In pochi minuti erano arrivati all’Ufficio Comando del 36* Stormo di Gioia del Colle, sede di due Gruppi di F-104S (il 156* e il 12*) e, temporaneamente, dei nostri 8 Spilloni rischierati per l’esercitazione.
Un rapido controllo dell’Ufficio Operazioni su chi era/dove in volo in quel momento e tutti gli indizi convergono presto su di me.
Tutto combaciava: il luogo e l’ora precisa (ed io ero stato preciso a passare la sopra proprio a mezzogiorno), poi c’erano le testimonianze di chi aveva sentito il rumore del mio passaggio durante il Tg interrotto e la persona sul tetto ….insomma, c’erano pochi dubbi.
Il Com.te di Stormo, mi disse di considerarmi agli arresti domiciliari, sarei quindi dovuto restare in cameretta fino a nuovo ordine, in attesa che arrivasse il giudice istruttore per l’interrogatorio…. quindi, niente mozzarelle.
Anche l’aereo sarebbe stato agli “arresti domiciliari” e portato dentro in uno degli shelter (rifugi corazzati per aerei) con le porte chiuse e piombate affinché nessuno potesse metterci le mani fino a conclusione delle indagini.
Che diavolo avevo mai combinato!!? Non mi veniva in mente niente che potesse far pensare a una cosa del genere.
Valter, il Com.te di Gruppo, era preoccupato per me ma anche per il resto del Gruppo e, accompagnandomi alla palazzina dove avrei lasciato l’equipaggiamento di volo, cercava spiegazioni che non ero in grado di dare: Dai, a me lo puoi dire, che cosa è successo veramente?
… incredulo e confuso mi chiusi in camera coi miei pensieri, cercando di rivivere tutto ciò che ricordavo di quel volo.
Il giorno dopo arriva in aeroporto l’incaricato dell’interrogatorio; già dalle prime domande capimmo subito che non era né un esperto e neanche un curioso di aviazione, tantomeno di quello militare.
L’interrogatorio.
Non ricordo le parole esatte, ma il tono delle domande e risposte furono:
D.
Tenente, passando così basso su Sibari lei ha violato ogni norma di sicurezza; ha perfino interrotto la linea elettrica di tutta la zona!!
R.
Se così fosse, Sig. giudice, ci sarebbero i segni sull’aereo dell’impatto coi cavi elettrici.
D.
Beh vedremo, in ogni caso credo che lei abbia tranciato i fili ed era così basso che ha perfino ustionato la persona sul tetto con i gas di scarico del suo aereo!
R.
Sig. giudice, sono sicuro di non aver tagliato nessun filo, me ne sarei accorto e alla velocità alla quale stavo volando, è impossibile che abbia potuto bruciare qualcuno con i gas di scarico.
D.
Potrebbe averlo fatto con il motore al massimo, dato che genera una lunga fiammata nella parte posteriore.
R.
Forse lei intende il post-bruciatore, ma le assicuro che, a parte il decollo, non ho più avuto la necessità di utilizzarlo.
D.
Non ha sparato con la mitragliatrice di bordo?
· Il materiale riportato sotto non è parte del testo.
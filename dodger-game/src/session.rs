//! Game session records, difficulty labels and the session patch object.
use chrono::{DateTime, Utc};
use serde::{Deserialize, Serialize};
use std::fmt;
use std::str::FromStr;
use std::time::Duration;

use crate::numbers::u64_to_f64;

/// Points needed per level in the browser game.
pub const POINTS_PER_LEVEL: u32 = 1_000;

/// Level reached for a score: one level per [`POINTS_PER_LEVEL`], starting at 1.
#[must_use]
pub const fn level_for_score(score: u32) -> u32 {
    score / POINTS_PER_LEVEL + 1
}

#[derive(Debug, Clone, Copy, PartialEq, Eq, Hash, Serialize, Deserialize, Default)]
pub enum Difficulty {
    Easy,
    #[default]
    Normal,
    Hard,
    Expert,
}

impl Difficulty {
    pub const ALL: [Self; 4] = [Self::Easy, Self::Normal, Self::Hard, Self::Expert];

    #[must_use]
    pub const fn as_str(self) -> &'static str {
        match self {
            Self::Easy => "Easy",
            Self::Normal => "Normal",
            Self::Hard => "Hard",
            Self::Expert => "Expert",
        }
    }
}

impl fmt::Display for Difficulty {
    fn fmt(&self, f: &mut fmt::Formatter<'_>) -> fmt::Result {
        f.write_str(self.as_str())
    }
}

impl FromStr for Difficulty {
    type Err = ();

    fn from_str(s: &str) -> Result<Self, Self::Err> {
        Self::ALL
            .into_iter()
            .find(|d| d.as_str().eq_ignore_ascii_case(s.trim()))
            .ok_or(())
    }
}

/// One recorded play-through by a player.
#[derive(Debug, Clone, PartialEq, Eq, Serialize, Deserialize)]
pub struct GameSession {
    pub id: u32,
    /// Owning player; may dangle once the player is deleted.
    pub player_id: u32,
    /// Player name at the time the session was recorded.
    pub player_name: String,
    pub score: u32,
    pub level: u32,
    pub duration_secs: u64,
    pub obstacles_dodged: u32,
    pub power_ups_collected: u32,
    pub new_high_score: bool,
    pub difficulty: Difficulty,
    pub session_date: DateTime<Utc>,
}

impl GameSession {
    #[must_use]
    pub const fn duration(&self) -> Duration {
        Duration::from_secs(self.duration_secs)
    }

    /// Score per minute played, 0.0 for a zero-length session.
    #[must_use]
    pub fn score_per_minute(&self) -> f64 {
        if self.duration_secs == 0 {
            return 0.0;
        }
        f64::from(self.score) / (u64_to_f64(self.duration_secs) / 60.0)
    }
}

impl fmt::Display for GameSession {
    fn fmt(&self, f: &mut fmt::Formatter<'_>) -> fmt::Result {
        let marker = if self.new_high_score { " ★" } else { "" };
        write!(
            f,
            "Session {} | {} | Score: {} | Level: {} | Duration: {} | {}{}",
            self.id,
            self.player_name,
            self.score,
            self.level,
            format_duration(self.duration()),
            self.session_date.format("%Y-%m-%d %H:%M"),
            marker
        )
    }
}

/// Render a duration as `mm:ss`.
#[must_use]
pub fn format_duration(duration: Duration) -> String {
    let secs = duration.as_secs();
    format!("{:02}:{:02}", secs / 60, secs % 60)
}

/// Field changes applied to a session by [`crate::GameDataStore::update_game_session`].
///
/// Editing a session never replays the player statistics cascade.
#[derive(Debug, Clone, Default, PartialEq, Eq)]
pub struct SessionPatch {
    pub player_name: Option<String>,
    pub score: Option<u32>,
    pub level: Option<u32>,
    pub duration: Option<Duration>,
    pub obstacles_dodged: Option<u32>,
    pub power_ups_collected: Option<u32>,
    pub new_high_score: Option<bool>,
    pub difficulty: Option<Difficulty>,
    pub session_date: Option<DateTime<Utc>>,
}

impl SessionPatch {
    #[must_use]
    pub fn new() -> Self {
        Self::default()
    }

    #[must_use]
    pub fn player_name(mut self, name: impl Into<String>) -> Self {
        self.player_name = Some(name.into());
        self
    }

    #[must_use]
    pub const fn score(mut self, score: u32) -> Self {
        self.score = Some(score);
        self
    }

    #[must_use]
    pub const fn level(mut self, level: u32) -> Self {
        self.level = Some(level);
        self
    }

    #[must_use]
    pub const fn duration(mut self, duration: Duration) -> Self {
        self.duration = Some(duration);
        self
    }

    #[must_use]
    pub const fn obstacles_dodged(mut self, count: u32) -> Self {
        self.obstacles_dodged = Some(count);
        self
    }

    #[must_use]
    pub const fn power_ups_collected(mut self, count: u32) -> Self {
        self.power_ups_collected = Some(count);
        self
    }

    #[must_use]
    pub const fn new_high_score(mut self, flag: bool) -> Self {
        self.new_high_score = Some(flag);
        self
    }

    #[must_use]
    pub const fn difficulty(mut self, difficulty: Difficulty) -> Self {
        self.difficulty = Some(difficulty);
        self
    }

    #[must_use]
    pub const fn session_date(mut self, at: DateTime<Utc>) -> Self {
        self.session_date = Some(at);
        self
    }

    #[must_use]
    pub const fn is_empty(&self) -> bool {
        self.player_name.is_none()
            && self.score.is_none()
            && self.level.is_none()
            && self.duration.is_none()
            && self.obstacles_dodged.is_none()
            && self.power_ups_collected.is_none()
            && self.new_high_score.is_none()
            && self.difficulty.is_none()
            && self.session_date.is_none()
    }

    pub(crate) fn apply(&self, session: &mut GameSession) {
        if let Some(name) = &self.player_name {
            session.player_name.clone_from(name);
        }
        if let Some(score) = self.score {
            session.score = score;
        }
        if let Some(level) = self.level {
            session.level = level.max(1);
        }
        if let Some(duration) = self.duration {
            session.duration_secs = duration.as_secs();
        }
        if let Some(count) = self.obstacles_dodged {
            session.obstacles_dodged = count;
        }
        if let Some(count) = self.power_ups_collected {
            session.power_ups_collected = count;
        }
        if let Some(flag) = self.new_high_score {
            session.new_high_score = flag;
        }
        if let Some(difficulty) = self.difficulty {
            session.difficulty = difficulty;
        }
        if let Some(at) = self.session_date {
            session.session_date = at;
        }
    }
}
Un colpo è finito proprio su quel tetto, c’è il buco.
R.
Sig. giudice, le armi di bordo sono scariche, vengono caricate con proiettili inerti solo per le missioni di addestramento al poligono di tiro e non era questo il mio caso; il cannoncino di bordo, inoltre, spara 4mila colpi al minuto, non avrebbe certo fatto un solo buco.
…e infine l’apoteosi….
D.
Nulla toglie che avrebbe potuto aprire il tettuccio e sparare con la sua pistola d’ordinanza!
R.
…!?!?!?…. in tempo di pace non abbiamo una pistola d’ordinanza e cmq non è possibile aprire il tettuccio in volo!!
Il Com.te di Stormo, il Com.te di Gruppo e l’Ufficiale di Sicurezza Volo, che avevano assistito all’interrogatorio (tutti e tre piloti molto più esperti di me), avevano sguardi che parlavano più delle parole che avevano speso per spiegare al giudice certi dettagli tecnici a supporto delle mie risposte e, visto il livello delle domande, ci tranquillizzammo un po’ tutti…. io più degli altri.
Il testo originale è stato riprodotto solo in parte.